### What you will do
If a line of the records contains the word "crate", list it.

=== Section Start ===

//! Click analytics against the `/analytics/*` endpoints

use shortly_protocol::{DashboardSummary, PublicStats, StatBucket, TimeseriesPoint, TopLink};

use crate::client::ApiClient;
use crate::error::Result;

/// Analytics service for CLI commands and embedders
#[derive(Debug, Default)]
pub struct AnalyticsService;

impl AnalyticsService {
    pub fn new() -> Self {
        Self
    }

    /// Account-level summary over the trailing `days`
    pub async fn dashboard(&self, client: &ApiClient, days: u32) -> Result<DashboardSummary> {
        client
            .get(&format!("/analytics/dashboard?days={}", days))
            .await
    }

    /// Daily click counts over the trailing `days`
    pub async fn timeseries(&self, client: &ApiClient, days: u32) -> Result<Vec<TimeseriesPoint>> {
        client
            .get(&format!("/analytics/timeseries?days={}", days))
            .await
    }

    /// Most-clicked links, best first
    pub async fn top_links(&self, client: &ApiClient, limit: u32) -> Result<Vec<TopLink>> {
        client
            .get(&format!("/analytics/top-links?limit={}", limit))
            .await
    }

    /// Clicks broken down by device class
    pub async fn devices(&self, client: &ApiClient) -> Result<Vec<StatBucket>> {
        client.get("/analytics/devices").await
    }

    /// Clicks broken down by country
    pub async fn locations(&self, client: &ApiClient) -> Result<Vec<StatBucket>> {
        client.get("/analytics/locations").await
    }

    /// Public counters for one short code, no session required
    pub async fn public_stats(&self, client: &ApiClient, code: &str) -> Result<PublicStats> {
        client.get(&format!("/analytics/public/{}", code)).await
    }
}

=== Section End ===

### Exercise solution
use crate::client::ApiClient;
use crate::error::Result;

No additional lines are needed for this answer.